Still looking at this, really just fine tuning expectations / specs. Last time I talked about task separation. Running stuff on mediapc is still a test case really. What has turned out to be important however is limitations on mediapc caused by it having an old CPU that is slow to decode some video formats. This led to problems recently with video playback from the Vimeo site – there was an issue with bandwidth limits on my internet feed, but when the limits were eased I still had problems with video dropout, and since the NUC had no problems at all, I determined it was most likely the hardware spec of this computer, which is the oldest full size computer out of the three I use daily. Although there are also two mini-ITX computers that would have even more issues.
However the present mediapc is perfectly OK when playing back most of the formats that I have saved videos into on my computer – generally MP4 or MKV. For this reason it will be OK as a playback only computer slotting into the “pc4” role. It might get called “playerpc” or something new.

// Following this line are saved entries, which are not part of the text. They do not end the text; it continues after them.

//! Module descriptors
//!
//! A [`ModuleDescriptor`] is created once per discovered module and holds its
//! exported members, already filtered, classified and sorted.

use crate::docstring::{parse_docstring, ParsedDocstring};
use crate::feed::ModuleRecord;
use crate::member::MemberDescriptor;

/// Documentation model of one module
#[derive(Debug, Clone)]
pub struct ModuleDescriptor<'r> {
    /// Dotted name, unique within a build
    pub name: String,
    /// Raw docstring
    pub doc: Option<&'r str>,
    /// Parsed docstring
    pub docstring: ParsedDocstring,
    /// Members in alphabetical order
    pub members: Vec<MemberDescriptor<'r>>,
    /// Module as recorded by the adapter
    pub record: &'r ModuleRecord,
}

impl<'r> ModuleDescriptor<'r> {
    /// Create a descriptor for `record`
    pub fn new(record: &'r ModuleRecord, members: Vec<MemberDescriptor<'r>>) -> Self {
        let doc = record.doc.as_deref();
        Self {
            name: record.name.clone(),
            doc,
            docstring: parse_docstring(doc),
            members,
            record,
        }
    }

    /// Check if the module exports nothing
    pub fn is_empty(&self) -> bool {
        self.members.is_empty()
    }

    /// Field members, in member order
    pub fn fields(&self) -> Vec<&MemberDescriptor<'r>> {
        self.members.iter().filter(|m| m.is_field()).collect()
    }

    /// Callable members, in member order
    pub fn callables(&self) -> Vec<&MemberDescriptor<'r>> {
        self.members.iter().filter(|m| m.is_callable()).collect()
    }

    /// Class members, in member order
    pub fn classes(&self) -> Vec<&MemberDescriptor<'r>> {
        self.members.iter().filter(|m| m.is_class()).collect()
    }

    /// Find a member by name
    pub fn member(&self, name: &str) -> Option<&MemberDescriptor<'r>> {
        self.members.iter().find(|m| m.name == name)
    }
}
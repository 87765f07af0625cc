//! API directory writer
//!
//! The API directory is only ever removed when it looks generated: it holds
//! exactly the `MIKEDOC` marker, the home page and the `modules` directory.
//! Anything else found there is left alone.

use crate::diagnostics::{DocError, DocResult};
use crate::markdown::RenderedPage;
use crate::utils::paths::{build_absolute_path, split_relative_path};
use std::fs;
use std::path::{Path, PathBuf};

/// Name of the marker file identifying a generated API directory
pub const MARKER_FILENAME: &str = "MIKEDOC";

/// Content of the marker file
pub const MARKER_TEXT: &str =
    "API Reference generated with [MikeDoc](https://github.com/pyrustic/mikedoc).\n";

/// Home page file name
pub const HOME_FILENAME: &str = "README.md";

/// Directory holding the module pages
pub const MODULES_DIRNAME: &str = "modules";

/// The API reference directory of a project
#[derive(Debug, Clone)]
pub struct ApiSite {
    path: PathBuf,
}

impl ApiSite {
    /// Locate the API directory `api_dir` of the project at `root`
    pub fn new(root: &Path, api_dir: &str) -> DocResult<Self> {
        if split_relative_path(api_dir).is_empty() {
            return Err(DocError::config("api_dir shouldn't be empty"));
        }
        Ok(Self {
            path: build_absolute_path(root, api_dir),
        })
    }

    /// Absolute path of the API directory
    pub fn path(&self) -> &Path {
        &self.path
    }

    /// Whether the directory exists and holds exactly what a build produces
    pub fn is_generated(&self) -> DocResult<bool> {
        if !self.path.is_dir() {
            return Ok(false);
        }
        if fs::read_dir(&self.path)?.count() != 3 {
            return Ok(false);
        }
        Ok(self.path.join(MARKER_FILENAME).is_file()
            && self.path.join(HOME_FILENAME).is_file()
            && self.path.join(MODULES_DIRNAME).is_dir())
    }

    /// Remove the directory if it was generated; returns whether it was
    pub fn delete(&self) -> DocResult<bool> {
        if !self.is_generated()? {
            return Ok(false);
        }
        tracing::debug!("removing previous API reference at {}", self.path.display());
        fs::remove_dir_all(&self.path)?;
        Ok(true)
    }

    /// Replace the previous reference with an empty skeleton: the marker,
    /// an empty home page and the modules directory
    pub fn prepare(&self) -> DocResult<()> {
        if !self.delete()? && self.path.exists() {
            tracing::warn!(
                "{} was not generated by mikedoc, writing into it",
                self.path.display()
            );
        }

        fs::create_dir_all(self.path.join(MODULES_DIRNAME))?;
        fs::write(self.path.join(MARKER_FILENAME), MARKER_TEXT)?;
        fs::write(self.path.join(HOME_FILENAME), "")?;
        Ok(())
    }

    /// Save one page; blank pages are skipped
    pub fn save_page(&self, page: &RenderedPage) -> DocResult<Option<PathBuf>> {
        if page.is_blank() {
            return Ok(None);
        }

        let path = self.path.join(page.relative_path());
        if let Some(parent) = path.parent() {
            fs::create_dir_all(parent)?;
        }
        fs::write(&path, &page.text)?;
        Ok(Some(path))
    }

    /// Replace the API directory with `pages`, returning the written files
    pub fn write(&self, pages: &[RenderedPage]) -> DocResult<Vec<PathBuf>> {
        self.prepare()?;

        let mut written = Vec::with_capacity(pages.len());
        for page in pages {
            if let Some(path) = self.save_page(page)? {
                written.push(path);
            }
        }

        tracing::debug!("wrote {} pages to {}", written.len(), self.path.display());
        Ok(written)
    }
}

If this optimisation happens this is the summary of how the computers will change:
- mainpc stays as is now
- mediapc’s chassis has the board removed and put into pc4
- A new board, CPU and RAM are added to mediapc’s chassis and it gets called “serverpc” or maybe “secondpc” or “graphicspc”.
- The present “serverpc” becomes the new “mediapc” with the only change being the disks taken out and put into secondpc, and then it gets the disks from the old mediapc. This computer being a Skylake has a good enough spec to be able to be considerably superior to the present mediapc which is only an Ivy Bridge. With 16 GB of RAM it can be used for a lot of things. It will continue to be used for backing everything up.
- The compact chassis gets the old mediapc board but keeps its existing disks.
Anyway of course we remain to see if these plans progress in any way.
The original proposal for the new system architecture gravitated at the time to a Coffee Lake system. However the Coffee Lake low end CPUs are in very short supply worldwide (Celeron and Pentium G models). I have not bought a Celeron for many years as the slightly lower cost has in the past not been worth the hit in performance, although the gap has closed in more recent times. The Pentium G which would be a Core i1 if there was such a thing, has become even more powerful, now more or less what a Core i3 used to be. This is absolutely typical of Intel: they keep shifting the goalposts; often times they will be trying to trick people into buying a CPU just on name like an i3 or an i5 or an i7 and then these people will discover that their especially cheap Core i series is a crippled version because there were some models produced that had a lowered spec to aggressvely compete. This time fortunately the goalposts have shifted the other way and an i3 is now a higher spec that originally was the case and a Pentium G is now 2 cores 4 threads instead of 2/2 as all the other Pentium Gs that I have are (which is all three of my computers that have a microATX board in them).
So because of the extra costs for a Coffee Lake system and now the i3 CPU which was the lowest spec I could get being out of stock at the moment, I took another look and came up with a Kaby Lake system with the Gigabyte B250M-D3H board because the Kaby Lake Pentium G is still readily available, as I suspect it will be until Coffee Lake Pentium Gs become more abundantly available. Although the RAM for this option is slightly dearer the saving in the CPU more than cancels this out resulting in about $80 less cost overall.
However as the Ivy Bridge system is slated to become a media player and actually has trouble playing back some formats, there is another way to use that $80 and that is by rejigging things a bit. If the new system only gets 16 GB of RAM and reuses the 16 GB from the Skylake system, then replacing the Ivy Bridge outright with a new Kaby Lake system as well as the new Kaby Lake system mentioned at the start of this sentence and giving one of the Kaby Lakes and the Skylake 4 GB each would sneak in for a similar amount as the original spec. Then the Ivy Bridge board and CPU could be sold or kept in reserve.